Le dernier rapport bisannuel sur l’industrie mondiale du solaire off-grid indique une reprise postpandémie au niveau des ventes d’installations solaires domestiques, mais révèle aussi la mainmise que les sept plus grandes entreprises de pay-as-you-go (PAYG) en Afrique ont sur le secteur.

Le rapport « Off-Grid Solar Market Trends Report 2022: State of the Sector » a été publié cette semaine par la Banque mondiale, l’association mondiale du secteur de l’énergie solaire hors réseau Gogla installée aux Pays-Bas, le groupe Efficiency for Access Coalition aux États-Unis et la compagnie financière Open Capital Advisors installée à Nairobi.

Ce rapport indique ainsi que les ventes des installations solaires domestiques à panneau unique ont grimpé de 10 % l’année dernière par rapport aux chiffres très bas de 2020 dus au Covid, contribuant à hauteur de 2,13 milliards d’euros au marché mondial de 2,84 milliards d’euros en 2021, chiffres tenant compte des ventes d’appareils alimentés par l’énergie solaire représentant 709 millions d’euros. D’après l’étude, les ventes d’appareils solaires, essentiellement des téléviseurs en Afrique et des ventilateurs en Asie du Sud, ne se sont pas encore redressées depuis la pandémie.

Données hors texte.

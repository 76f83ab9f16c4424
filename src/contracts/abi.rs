//! Contract bindings.
//!
//! Function, event and error signatures must match the deployed contracts
//! byte for byte; field names only affect the generated Rust types.

use alloy::sol;

sol! {
    #[sol(rpc)]
    #[derive(Debug, PartialEq, Eq)]
    interface IWalletFactory {
        struct WalletView {
            string name;
            address addr;
            address[] signers;
            uint256 minimumApprovals;
            uint256 totalBalanceInUsd;
            uint256 totalLockedBalanceInUsd;
            uint256 totalUnlockedBalanceInUsd;
        }

        error WalletDoesNotExist();
        error WalletExceededMaximum();

        event WalletCreated(address indexed wallet, address[] signers);

        function getWalletAddressesBySigner(address signer, uint256 offset, uint256 limit) external view returns (address[] memory);
        function getNewestWalletsBySigner(address signer, uint256 offset, uint256 limit) external view returns (WalletView[] memory);
        function getWallet(address walletAddress) external view returns (WalletView memory);
        function createWallet(string name, address[] signers, uint256 minimumApprovals, bytes32 passwordHash) external returns (address);
    }
}

sol! {
    #[sol(rpc)]
    #[derive(Debug, PartialEq, Eq)]
    interface IMultisigWallet {
        struct TransactionView {
            bytes32 hash;
            address token;
            address to;
            uint256 value;
            uint256 valueInUsd;
            uint8 approvalCount;
            address[] approvers;
            uint256 createdAt;
            uint256 executedAt;
            uint256 cancelledAt;
        }

        struct TokenView {
            address addr;
            string name;
            string symbol;
            uint8 decimals;
            uint256 balance;
            uint256 balanceInUsd;
            uint256 priceInUsd;
        }

        // Validation
        error MustUseFunctionCall();
        error MustBeGreaterThanZero();
        error MustBeNonZeroAddress();
        error MustMatchEtherValue();
        // Wallet configuration
        error InsufficientSigners();
        error ExcessiveSigners();
        error DuplicateSigners();
        error OnlySigner();
        error InvalidPasswordHashLength();
        error PasswordHashMismatch();
        // Transactions
        error DepositFailed();
        error TransactionDoesNotExist();
        error TransactionAlreadyApproved();
        error TransactionNotApproved();
        error TransactionAlreadyRevoked();
        error TransactionNotRevoked();
        error TransactionAlreadyExecuted();
        error TransactionNotExecuted();
        error TransactionAlreadyCancelled();
        error TransactionNotCancelled();
        error TransactionLacksApprovals();
        error TransactionInsufficientBalance();
        error TransactionInsufficientUnlockedBalance();
        error TransactionFailed();

        event Deposited(address indexed sender, uint256 value);
        event TransactionCreated(bytes32 indexed txHash, address indexed to, uint256 value, address token);
        event TransactionApproved(bytes32 indexed txHash, address indexed approver);
        event TransactionRevoked(bytes32 indexed txHash, address indexed revoker);
        event TransactionCancelled(bytes32 indexed txHash, address indexed canceller);
        event TransactionExecuted(bytes32 indexed txHash, address indexed executor);

        function deposit(address token, uint256 value) external payable;
        function lockBalancedInUsd(uint256 usdAmount) external;
        function unlockBalanceInUsd(uint256 usdAmount, string password, string salt) external;

        function createTransaction(address token, address to, uint256 value) external returns (bytes32 txHash);
        function approveTransaction(bytes32 txHash) external;
        function revokeTransaction(bytes32 txHash) external;
        function cancelTransaction(bytes32 txHash) external;
        function executeTransaction(bytes32 txHash) external;
        function getNewestTransactions(uint256 offset, uint256 limit) external view returns (TransactionView[] memory);
        function getTransaction(bytes32 txHash) external view returns (TransactionView memory);

        function getTokens(uint256 offset, uint256 limit) external view returns (TokenView[] memory);
        function getToken(address token) external view returns (TokenView memory);
        function addToken(address token) external;
        function removeToken(address token) external;
        function getBalance(address token) external view returns (uint256 balance, uint256 balanceInUsd);
    }
}

sol! {
    #[sol(rpc)]
    #[derive(Debug, PartialEq, Eq)]
    interface IERC20 {
        function name() external view returns (string);
        function symbol() external view returns (string);
        function decimals() external view returns (uint8);
        function approve(address spender, uint256 value) external returns (bool);
    }
}

sol! {
    #[sol(rpc)]
    #[derive(Debug, PartialEq, Eq)]
    interface IMulticall3 {
        struct Call3 {
            address target;
            bool allowFailure;
            bytes callData;
        }

        struct Call3Result {
            bool success;
            bytes returnData;
        }

        function aggregate3(Call3[] calldata calls) external payable returns (Call3Result[] memory returnData);
    }
}

#[cfg(test)]
mod tests {
    use super::*;
    use alloy::primitives::hex;
    use alloy::sol_types::{SolCall, SolEvent};

    #[test]
    fn test_well_known_selectors() {
        assert_eq!(IERC20::nameCall::SELECTOR, hex!("06fdde03"));
        assert_eq!(IERC20::symbolCall::SELECTOR, hex!("95d89b41"));
        assert_eq!(IERC20::decimalsCall::SELECTOR, hex!("313ce567"));
        assert_eq!(IERC20::approveCall::SELECTOR, hex!("095ea7b3"));
        assert_eq!(IMulticall3::aggregate3Call::SELECTOR, hex!("82ad56cb"));
    }

    #[test]
    fn test_event_signatures() {
        assert_eq!(
            IWalletFactory::WalletCreated::SIGNATURE,
            "WalletCreated(address,address[])"
        );
        assert_eq!(
            IMultisigWallet::TransactionCreated::SIGNATURE,
            "TransactionCreated(bytes32,address,uint256,address)"
        );
        assert_eq!(
            IMultisigWallet::getNewestTransactionsCall::SIGNATURE,
            "getNewestTransactions(uint256,uint256)"
        );
    }
}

Le rapport établit en outre qu’en termes de financements, quelque 72 % du soutien total assuré à ce jour aux entreprises de solaire off-grid « affiliées » ayant communiqué leurs chiffres à Gogla ont bénéficié à seulement sept entreprises, contre 26 % seulement partagés entre 150 autres entreprises.

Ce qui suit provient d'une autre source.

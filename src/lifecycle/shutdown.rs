//! Shutdown coordination for the dashboard.

use tokio::sync::broadcast;

/// Coordinator for graceful shutdown.
///
/// Provides a broadcast channel that all long-running tasks can subscribe to.
#[derive(Clone)]
pub struct Shutdown {
    /// Broadcast channel sender.
    tx: broadcast::Sender<()>,
}

impl Shutdown {
    /// Create a new shutdown coordinator.
    pub fn new() -> Self {
        let (tx, _) = broadcast::channel(1);
        Self { tx }
    }

    /// Subscribe to the shutdown signal.
    pub fn subscribe(&self) -> broadcast::Receiver<()> {
        self.tx.subscribe()
    }

    /// Trigger the shutdown signal.
    pub fn trigger(&self) {
        let _ = self.tx.send(());
    }

    /// Resolve once the signal fires. Intended for `with_graceful_shutdown`.
    pub fn wait(&self) -> impl std::future::Future<Output = ()> + Send + 'static {
        let mut rx = self.subscribe();
        async move {
            let _ = rx.recv().await;
        }
    }

    /// Get the number of active subscribers (tasks still running).
    pub fn receiver_count(&self) -> usize {
        self.tx.receiver_count()
    }
}

impl Default for Shutdown {
    fn default() -> Self {
        Self::new()
    }
}
/// Distinct non-zero addresses, in first-seen order.
fn erc20_addresses(addresses: &[Address]) -> Vec<Address> {
    let mut wanted: Vec<Address> = Vec::with_capacity(addresses.len());
    for &address in addresses {
        if address != Address::ZERO && !wanted.contains(&address) {
            wanted.push(address);
        }
    }
    wanted
}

Le fait que ces sept grandes entreprises « semblent avoir surmonté la pandémie », selon les auteurs du rapport, est susceptible de débloquer l’accès à des fonds propres encore plus importants et verra certainement une vague de consolidation parcourir le secteur, après le marasme dans lequel le Covid a jeté les acquisitions réalisées par les grandes entreprises énergétiques traditionnelles.

À titre d’exemple, depuis le dernier rapport sur l’énergie solaire hors réseau, paru en février 2020, l’entreprise d.light installée à San Francisco a sécurisé 370 millions d’euros pour étendre son fonctionnement par le biais d’une entité à vocation spécifique qui reversera des retours aux investisseurs à partir des recettes PAYG de l’entreprise. Sun King (anciennement Greenlight Planet), basée à Chicago, a cette année réalisé une levée de fonds en série D de 263 millions d’euros menée par la branche d’investissement dans l’action climatique de la société de capital-investissement new-yorkaise General Atlantic.

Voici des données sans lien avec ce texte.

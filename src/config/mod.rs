//! Dashboard configuration.
//!
//! ```text
//! dashboard.toml
//!     → loader.rs (read, deserialize with serde defaults)
//!     → validation.rs (addresses, URLs, ranges; every problem reported)
//!     → DashboardConfig, handed to each subsystem at startup
//! ```
//!
//! Nothing is reloaded at runtime. The signer key is read from the
//! environment, never from this file.

pub mod loader;
pub mod schema;
pub mod validation;

pub use loader::{load_config, ConfigError};
pub use schema::{
    BlockchainConfig, ContractsConfig, DashboardConfig, EventsConfig, ObservabilityConfig,
    PaginationConfig, ServerConfig, SessionConfig,
};
//! Logs and metrics for the dashboard.
//!
//! ```text
//! tracing events (every subsystem) ──▶ logging.rs  ──▶ stdout
//! RPC reads, writes, API requests,
//! decoded wallet events            ──▶ metrics.rs  ──▶ Prometheus scrape listener
//! ```
//!
//! The `x-request-id` set by the HTTP layer shows up on every `TraceLayer` span.

pub mod logging;
pub mod metrics;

D’après le rapport, ces sept grandes entreprises comptent également Bboxx, basée à Londres, le Français Engie Energy Access, l’entreprise néerlandaise Lumos, M-Kopa installée à Nairobi et Zola Electric d’Amsterdam.

Ces entreprises ont engrangé 246 millions d’euros de garanties d’emprunt l’an dernier, et 70,9 millions d’euros issus de la vente d’actions, tandis que les 150 autres entreprises recensées dans la base de données de Gogla ont, à elles toutes, emprunté pour une valeur totale de 52,6 millions d’euros, attirant 50,6 millions de prise de participation et 9,1 millions en subventions non remboursables.

La grande majorité des investissements sont toujours absorbés par le marché off-grid plus mature d’Afrique de l’Est, par l’intermédiaire des sept grandes entreprises. Les entreprises en activité en Afrique de l’Ouest, bien que plus nombreuses, attirent un soutient moins important. Le rapport sur le solaire hors réseau, qui cette année sera scindé en deux parties avec des perspectives d’avenir publiées plus tard en octobre, a indiqué que les données disponibles étaient moins nombreuses pour l’Asie du Sud. Cela s’explique par la prédominance des achats comptant sur place, ce qui signifie moins d’investissements extérieurs, et par le nombre plus élevé d’entreprises qui ne communiquent pas leurs chiffres à Gogla.

Par ailleurs, le document met en évidence les développements en cours dans le secteur, notamment la nécessité de réglementer le marché PAYG et, pour les entreprises, de mettre en place des politiques d’élimination des déchets électriques et de recyclage, en particulier depuis les récentes modifications de la législation en matière de déchets intervenues au Kenya, au Ghana, en Tanzanie et au Nigeria. Concernant cette question, l’étude met en lumière le travail effectué par une entreprise dénommée Solaris qui donne une seconde vie aux cellules usagées des batteries automobiles en les réutilisant pour les systèmes solaires domestiques.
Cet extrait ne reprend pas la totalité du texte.